Is there a specific part of the lake that they target? I have to admit, I don't think I've ever seen them doing it. I think it would be interesting to watch and see how they do it.


----------



## Guest (Apr 1, 2011)

it seems to me they target goshen bay more then anywhere else. i have also seen them around lincoln beach/lake shore, especially when there is ice on the lake. ive also seen them in mud lake a few times.


----------



## Guest (Apr 2, 2011)

they were out there again today in goshen netting fish


----------



## Catherder (Aug 2, 2008)

Utahgreenhead said:


> Is there a specific part of the lake that they target?


The carp tend to congregate toward Goshen bay and to a lesser extent, Lincoln beach during the fall and winter. Thus, they hit those areas hard during the fall and winter. (it's amazing how they net through the ice.) as spring begins, they move Northward.



Chaser said:


> I think the problem they ran into with using them for food is concerns with PCBs.


This is indeed the problem for using fish for human consumption. However, they are working on finding new uses for the fish. Currently, some are fed to mink, some used as fertilizers, and some dumped into the landfill.



Chaser said:


> Too many heavy metals in them,


Not so. Fish in UL do not have heavy metals in them and have some of the *lowest* tested values of mercury in the entire state. PCB's are stable chemicals made of carbon and chlorine formerly used in industry, mainly as an insulating product. Also, fish other than carp and channel cats have been tested safe for PCB's as well.


----------



## Bax* (Dec 14, 2008)

Catherder,

very informative post. Thanks for sharing your wisdom! 8)


----------



## Guest (Apr 5, 2011)

trivia question! does anyone know why the carp tend to favor goshen bay and lincoln beach??


----------



## Catherder (Aug 2, 2008)

kill_'em_all said:


> trivia question! does anyone know why the carp tend to favor goshen bay and lincoln beach??

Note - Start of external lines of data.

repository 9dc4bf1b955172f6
//! Inbound adapters that translate external requests into domain service
//! calls while keeping framework details at the edge.

pub mod http;
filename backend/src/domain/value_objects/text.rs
//! Length-bounded free-text value objects.
//!
//! Each type trims its input and counts Unicode scalar values, so Hangul
//! syllables count one each.

use std::fmt;

use super::ValidationFailure;

macro_rules! bounded_text {
    (
        $(#[$meta:meta])*
        $name:ident, $error:ident,
        subject = $subject:literal,
        min = $min:literal,
        max = $max:literal $(,)?
    ) => {
        /// Validation errors for
        #[doc = concat!("[`", stringify!($name), "`].")]
        #[derive(Debug, Clone, PartialEq, Eq)]
        pub enum $error {
            /// Input was empty or whitespace only.
            Empty,
            /// Trimmed input is shorter than the minimum.
            TooShort { min: usize },
            /// Trimmed input is longer than the maximum.
            TooLong { max: usize },
        }

        impl fmt::Display for $error {
            fn fmt(&self, f: &mut fmt::Formatter<'_>) -> fmt::Result {
                match self {
                    Self::Empty => write!(f, concat!($subject, "을(를) 입력해주세요")),
                    Self::TooShort { min } => {
                        write!(f, concat!($subject, "은(는) 최소 {}자 이상이어야 합니다"), min)
                    }
                    Self::TooLong { max } => {
                        write!(f, concat!($subject, "은(는) 최대 {}자까지 입력할 수 있습니다"), max)
                    }
                }
            }
        }

        impl std::error::Error for $error {}

        impl ValidationFailure for $error {
            fn code(&self) -> &'static str {
                match self {
                    Self::Empty => "empty",
                    Self::TooShort { .. } => "too_short",
                    Self::TooLong { .. } => "too_long",
                }
            }
        }

        $(#[$meta])*
        #[derive(Debug, Clone, PartialEq, Eq, Hash)]
        pub struct $name(String);

        impl $name {
            /// Minimum length in characters after trimming.
            pub const MIN_CHARS: usize = $min;
            /// Maximum length in characters after trimming.
            pub const MAX_CHARS: usize = $max;

            /// Validate and construct the value from raw input.
            pub fn new(raw: impl AsRef<str>) -> Result<Self, $error> {
                let trimmed = raw.as_ref().trim();
                if trimmed.is_empty() {
                    return Err($error::Empty);
                }
                let length = trimmed.chars().count();
                if length < Self::MIN_CHARS {
                    return Err($error::TooShort { min: Self::MIN_CHARS });
                }
                if length > Self::MAX_CHARS {
                    return Err($error::TooLong { max: Self::MAX_CHARS });
                }
                Ok(Self(trimmed.to_owned()))
            }

            pub(crate) fn restore(value: impl Into<String>) -> Self {
                Self(value.into())
            }

            /// Borrow the normalised text.
            pub fn as_str(&self) -> &str {
                self.0.as_str()
            }
        }

        impl AsRef<str> for $name {
            fn as_ref(&self) -> &str {
                self.as_str()
            }
        }

        impl fmt::Display for $name {
            fn fmt(&self, f: &mut fmt::Formatter<'_>) -> fmt::Result {
                f.write_str(self.as_str())
            }
        }

        impl From<$name> for String {
            fn from(value: $name) -> Self {
                value.0
            }
        }
    };
}

bounded_text! {
    /// Body of an institution review.
    ///
    /// # Examples
    /// ```
    /// use carebridge::domain::value_objects::{ReviewContent, ReviewContentValidationError};
    ///
    /// assert!(ReviewContent::new("아이가 정말 즐겁게 지냈어요").is_ok());
    /// assert_eq!(ReviewContent::new("   "), Err(ReviewContentValidationError::Empty));
    /// assert_eq!(
    ///     ReviewContent::new("short"),
    ///     Err(ReviewContentValidationError::TooShort { min: 10 })
    /// );
    /// ```
    ReviewContent, ReviewContentValidationError,
    subject = "리뷰 내용",
    min = 10,
    max = 1000,
}

bounded_text! {
    /// Registered name of a care institution.
    InstitutionName, InstitutionNameValidationError,
    subject = "기관명",
    min = 2,
    max = 100,
}

bounded_text! {
    /// Display name of a person (user or child).
    PersonName, PersonNameValidationError,
    subject = "이름",
    min = 1,
    max = 50,
}

bounded_text! {
    /// Title of a counsel report.
    ReportTitle, ReportTitleValidationError,
    subject = "보고서 제목",
    min = 1,
    max = 100,
}

bounded_text! {
    /// Body of a counsel report.
    ReportBody, ReportBodyValidationError,
    subject = "보고서 내용",
    min = 10,
    max = 10000,
}

bounded_text! {
    /// Guardian's description of why counselling is requested.
    CounselReason, CounselReasonValidationError,
    subject = "상담 사유",
    min = 10,
    max = 2000,
}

A couple of years ago, at a Utah Lake fisheries forum meeting, Bill Loy, the commercial fisherman in charge of the carp harvesting on UL, did a presentation on this. He did give a reason why this happens in the late fall and winter, but I cannot find my notes as to the reason. I think it was a temperature gradient, but I'll see if I can find that info. It should be noted that he went on to explain that the carp disperse in the spring and for much of the year are fairly evenly spread out. The carp netters best hauls are during the time when they are congregated and steadily decline as they disperse. That is why they go through the hassle of netting through the ice. It should also be noted that he didn't say that ALL of the carp are in Goshen bay in the winter, just a very large congregation of them.


----------



## Guest (Apr 5, 2011)

i have been told the carp tend to like it more because the water temps are warmer around lincoln beach and in goshen bay because of all the warm springs that are in the area. i believe it! makes sense to me :lol:


----------